═════ SUPPLIED DATA ═════

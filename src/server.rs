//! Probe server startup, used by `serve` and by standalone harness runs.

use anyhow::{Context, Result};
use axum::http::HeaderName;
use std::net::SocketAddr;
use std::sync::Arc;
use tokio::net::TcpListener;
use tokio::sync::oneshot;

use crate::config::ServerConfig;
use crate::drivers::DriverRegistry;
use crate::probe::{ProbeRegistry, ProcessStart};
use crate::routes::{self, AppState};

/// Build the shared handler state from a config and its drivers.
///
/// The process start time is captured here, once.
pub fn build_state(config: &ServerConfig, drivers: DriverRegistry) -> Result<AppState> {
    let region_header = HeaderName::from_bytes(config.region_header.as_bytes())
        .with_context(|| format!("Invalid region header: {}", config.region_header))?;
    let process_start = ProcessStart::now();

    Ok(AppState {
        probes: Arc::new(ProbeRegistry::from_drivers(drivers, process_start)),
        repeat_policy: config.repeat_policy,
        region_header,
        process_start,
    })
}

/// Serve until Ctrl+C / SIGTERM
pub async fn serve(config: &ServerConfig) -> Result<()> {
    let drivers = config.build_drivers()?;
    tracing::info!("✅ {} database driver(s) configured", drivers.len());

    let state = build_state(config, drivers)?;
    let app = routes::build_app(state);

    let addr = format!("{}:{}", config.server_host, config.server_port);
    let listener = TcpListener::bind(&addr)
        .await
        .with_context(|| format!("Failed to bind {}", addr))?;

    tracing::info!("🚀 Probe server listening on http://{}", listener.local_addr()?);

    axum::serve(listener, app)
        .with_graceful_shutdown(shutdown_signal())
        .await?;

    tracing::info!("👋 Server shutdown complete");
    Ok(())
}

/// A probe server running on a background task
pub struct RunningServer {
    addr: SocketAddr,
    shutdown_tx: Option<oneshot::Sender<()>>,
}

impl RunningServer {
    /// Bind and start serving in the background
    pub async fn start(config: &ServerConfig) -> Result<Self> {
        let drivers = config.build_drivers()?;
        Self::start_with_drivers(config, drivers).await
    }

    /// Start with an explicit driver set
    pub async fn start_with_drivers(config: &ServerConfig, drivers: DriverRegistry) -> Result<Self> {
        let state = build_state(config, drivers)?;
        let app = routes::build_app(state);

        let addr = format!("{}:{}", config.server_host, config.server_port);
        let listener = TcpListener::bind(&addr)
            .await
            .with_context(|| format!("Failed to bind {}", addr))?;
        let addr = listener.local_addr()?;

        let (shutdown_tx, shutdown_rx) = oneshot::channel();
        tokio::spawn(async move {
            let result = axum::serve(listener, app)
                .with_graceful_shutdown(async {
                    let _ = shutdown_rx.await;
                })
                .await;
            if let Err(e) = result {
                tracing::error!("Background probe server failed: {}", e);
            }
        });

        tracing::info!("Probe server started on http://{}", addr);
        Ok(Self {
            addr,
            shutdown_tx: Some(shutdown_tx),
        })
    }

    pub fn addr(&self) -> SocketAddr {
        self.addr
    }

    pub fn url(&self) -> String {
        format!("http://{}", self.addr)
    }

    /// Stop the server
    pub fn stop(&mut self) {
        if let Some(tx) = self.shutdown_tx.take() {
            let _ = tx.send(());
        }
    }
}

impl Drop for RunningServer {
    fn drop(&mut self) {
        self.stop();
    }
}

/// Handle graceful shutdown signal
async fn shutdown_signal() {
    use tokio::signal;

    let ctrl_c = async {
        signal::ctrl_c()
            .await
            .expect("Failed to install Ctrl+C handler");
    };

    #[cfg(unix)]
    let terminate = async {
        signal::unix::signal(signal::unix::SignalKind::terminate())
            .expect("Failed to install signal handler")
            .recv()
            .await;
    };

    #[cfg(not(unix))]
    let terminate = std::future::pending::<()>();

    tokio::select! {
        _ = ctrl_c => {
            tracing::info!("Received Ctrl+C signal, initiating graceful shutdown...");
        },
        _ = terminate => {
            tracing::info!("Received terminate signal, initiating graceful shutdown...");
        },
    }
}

═════

## YOUR ASSIGNMENT
Beginning with the line that contains "pub fn stop(&mut", return every line through the end of the data above, exactly as written.

## ANSWER TO THIS TASK
    pub fn stop(&mut self) {
        if let Some(tx) = self.shutdown_tx.take() {
            let _ = tx.send(());
        }
    }
}

impl Drop for RunningServer {
    fn drop(&mut self) {
        self.stop();
    }
}

/// Handle graceful shutdown signal
async fn shutdown_signal() {
    use tokio::signal;

    let ctrl_c = async {
        signal::ctrl_c()
            .await
            .expect("Failed to install Ctrl+C handler");
    };

    #[cfg(unix)]
    let terminate = async {
        signal::unix::signal(signal::unix::SignalKind::terminate())
            .expect("Failed to install signal handler")
            .recv()
            .await;
    };

    #[cfg(not(unix))]
    let terminate = std::future::pending::<()>();

    tokio::select! {
        _ = ctrl_c => {
            tracing::info!("Received Ctrl+C signal, initiating graceful shutdown...");
        },
        _ = terminate => {
            tracing::info!("Received terminate signal, initiating graceful shutdown...");
        },
    }
}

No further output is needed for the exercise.